Il cardinale Bessarione, in una lettera del 31 maggio del 1468 indirizzata al doge Cristoforo Moro – con cui il cardinale accompagnava il lascito della sua importante biblioteca (482 volumi greci e 264 latini) alla città di Venezia – scriveva:

«I libri sono pieni delle parole dei saggi, degli esempi degli antichi, dei costumi, delle leggi, della religione. Vivono, discorrono, parlano con noi, ci insegnano, ci ammaestrano, ci consolano, ci fanno presenti ponendole sotto gli occhi cose remotissime dalla nostra memoria. Tanto grande è la loro dignità, la loro maestà e infine la loro santità, che se non ci fossero i libri, noi saremmo tutti rozzi e ignoranti, senza alcun ricordo del passato, senza alcun esempio; non avremmo alcuna conoscenza delle cose umane e divine; la stessa urna che accoglie i corpi, cancellerebbe anche la memoria degli uomini».

 

 

Bessarione nella serie degli uomini illustri dello Studiolo di Federico da Montefeltro.
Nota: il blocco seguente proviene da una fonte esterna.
//! BIP-39 mnemonic codes: entropy encoding and seed derivation.
//!
//! This crate provides the building blocks for deterministic-wallet
//! key material:
//! - Mnemonic encoding from caller-supplied entropy (validation,
//!   checksum, 11-bit word mapping)
//! - 64-byte seed derivation via PBKDF2-HMAC-SHA512
//! - MSB-first bit reader/writer primitives
//! - The embedded 2048-word English word list

pub mod hash;
pub mod bits;
pub mod wordlist;
pub mod mnemonic;
pub mod seed;

mod error;
pub use error::Bip39Error;
pub use mnemonic::Mnemonic;
pub use seed::Seed;
pub use wordlist::Wordlist;
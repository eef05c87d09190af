//! The English word table used for index-to-word mapping.
//!
//! The 2048-entry list ships with the crate and is parsed once into a
//! process-wide read-only table. A list of the wrong size is a fatal
//! configuration error at first access, never a per-call error.

use std::sync::LazyLock;

use crate::error::Bip39Error;

/// Number of entries every conformant word list carries.
pub const WORDLIST_LEN: usize = 2048;

static ENGLISH: LazyLock<Wordlist> =
    LazyLock::new(|| Wordlist::parse(include_str!("english.txt")));

/// An ordered, immutable table of 2048 words.
///
/// Entries are sorted, which membership lookups rely on.
pub struct Wordlist {
    words: Vec<&'static str>,
}

impl Wordlist {
    fn parse(raw: &'static str) -> Self {
        let words: Vec<&'static str> = raw.lines().collect();
        assert_eq!(
            words.len(),
            WORDLIST_LEN,
            "embedded word list must contain exactly {} entries",
            WORDLIST_LEN
        );
        Wordlist { words }
    }

    /// The shared English word list.
    pub fn english() -> &'static Wordlist {
        &ENGLISH
    }

    /// Look up the word at `index`.
    ///
    /// # Arguments
    /// * `index` - Word index in [0, 2047].
    ///
    /// # Returns
    /// The word, or `Bip39Error::WordIndexOutOfRange` if the index falls
    /// outside the table.
    pub fn word(&self, index: u16) -> Result<&'static str, Bip39Error> {
        self.words
            .get(index as usize)
            .copied()
            .ok_or(Bip39Error::WordIndexOutOfRange(index))
    }

    /// Find the index of `word` by binary search.
    ///
    /// # Arguments
    /// * `word` - Candidate word.
    ///
    /// # Returns
    /// `Some(index)` when the word is in the table.
    pub fn index_of(&self, word: &str) -> Option<u16> {
        self.words.binary_search(&word).ok().map(|i| i as u16)
    }

    /// Check whether `word` is in the table.
    pub fn contains(&self, word: &str) -> bool {
        self.index_of(word).is_some()
    }

    /// Number of entries in the table.
    pub fn len(&self) -> usize {
        self.words.len()
    }

    /// Whether the table is empty. Always false for a parsed table.
    pub fn is_empty(&self) -> bool {
        self.words.is_empty()
    }
}
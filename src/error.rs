/// Unified error type for all mnemonic and seed operations.
///
/// Covers errors from entropy validation, bit-stream handling, word lookup,
/// and seed derivation.
#[derive(Debug, thiserror::Error)]
pub enum Bip39Error {
    #[error("invalid entropy length: {bits} bits (expected 128-256 bits in multiples of 32)")]
    InvalidEntropy { bits: usize },

    #[error("mnemonic is empty")]
    EmptyMnemonic,

    #[error("word index {0} out of range for the 2048-word list")]
    WordIndexOutOfRange(u16),

    #[error("unexpected end of bit stream")]
    UnexpectedEndOfBits,
}
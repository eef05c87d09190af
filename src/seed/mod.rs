//! Seed derivation from a mnemonic sentence and an optional passphrase.
//!
//! The derived key is PBKDF2-HMAC-SHA512 over the NFKD-normalized
//! sentence, salted with `"mnemonic"` plus the NFKD-normalized
//! passphrase, 2048 rounds, 64 bytes out. Normalization is mandatory:
//! ASCII-only inputs pass through it unchanged, but a non-ASCII
//! passphrase derives a different seed without it.

use std::fmt;

use unicode_normalization::UnicodeNormalization;
use zeroize::Zeroize;

use crate::error::Bip39Error;
use crate::hash::pbkdf2_hmac_sha512;

/// Length of a derived seed in bytes.
pub const SEED_LEN: usize = 64;

/// PBKDF2 iteration count mandated by the standard.
const PBKDF2_ROUNDS: u32 = 2048;

/// Constant salt prefix; the passphrase is appended to it.
const SALT_PREFIX: &str = "mnemonic";

/// 64 bytes of key material derived from a mnemonic sentence.
///
/// The bytes are scrubbed from memory when the value is dropped.
pub struct Seed([u8; SEED_LEN]);

impl Seed {
    /// Derive a seed from a mnemonic sentence and passphrase.
    ///
    /// Pass an empty `passphrase` when the caller has none. The
    /// derivation is deterministic; it is CPU-bound and takes on the
    /// order of milliseconds.
    ///
    /// # Arguments
    /// * `mnemonic` - The mnemonic sentence.
    /// * `passphrase` - Optional protective passphrase, may be empty.
    ///
    /// # Returns
    /// The derived `Seed`, or `Bip39Error::EmptyMnemonic` when the
    /// mnemonic is empty after trimming whitespace.
    pub fn from_mnemonic(mnemonic: &str, passphrase: &str) -> Result<Self, Bip39Error> {
        if mnemonic.trim().is_empty() {
            return Err(Bip39Error::EmptyMnemonic);
        }

        let password: String = mnemonic.nfkd().collect();
        let passphrase: String = passphrase.nfkd().collect();
        let mut salt = String::with_capacity(SALT_PREFIX.len() + passphrase.len());
        salt.push_str(SALT_PREFIX);
        salt.push_str(&passphrase);

        Ok(Seed(pbkdf2_hmac_sha512(
            password.as_bytes(),
            salt.as_bytes(),
            PBKDF2_ROUNDS,
        )))
    }

    /// The raw seed bytes.
    pub fn as_bytes(&self) -> &[u8; SEED_LEN] {
        &self.0
    }

    /// The seed bytes as an owned vector.
    pub fn to_vec(&self) -> Vec<u8> {
        self.0.to_vec()
    }

    /// Hex encoding of the seed bytes.
    pub fn to_hex(&self) -> String {
        hex::encode(self.0)
    }
}

impl Drop for Seed {
    fn drop(&mut self) {
        // Overwrite the key material before the memory is released.
        self.0.zeroize();
    }
}

impl PartialEq for Seed {
    fn eq(&self, other: &Self) -> bool {
        self.0 == other.0
    }
}

impl Eq for Seed {}

impl fmt::Debug for Seed {
    fn fmt(&self, f: &mut fmt::Formatter<'_>) -> fmt::Result {
        // Key material stays out of debug output.
        f.write_str("Seed(..)")
    }
}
Il quadro è ospitato presso il Museo del Louvre.

Bessarione nella serie degli uomini illustri dello Studiolo di Federico da Montefeltro.
Il quadro è ospitato presso il Museo del Louvre.

 

Cardinale Bessarione, Lettera del 31-5-1468, citata in Eugenio Garin, La cultura del Rinascimento, Milano, Il Saggiatore, 1988, p. 41.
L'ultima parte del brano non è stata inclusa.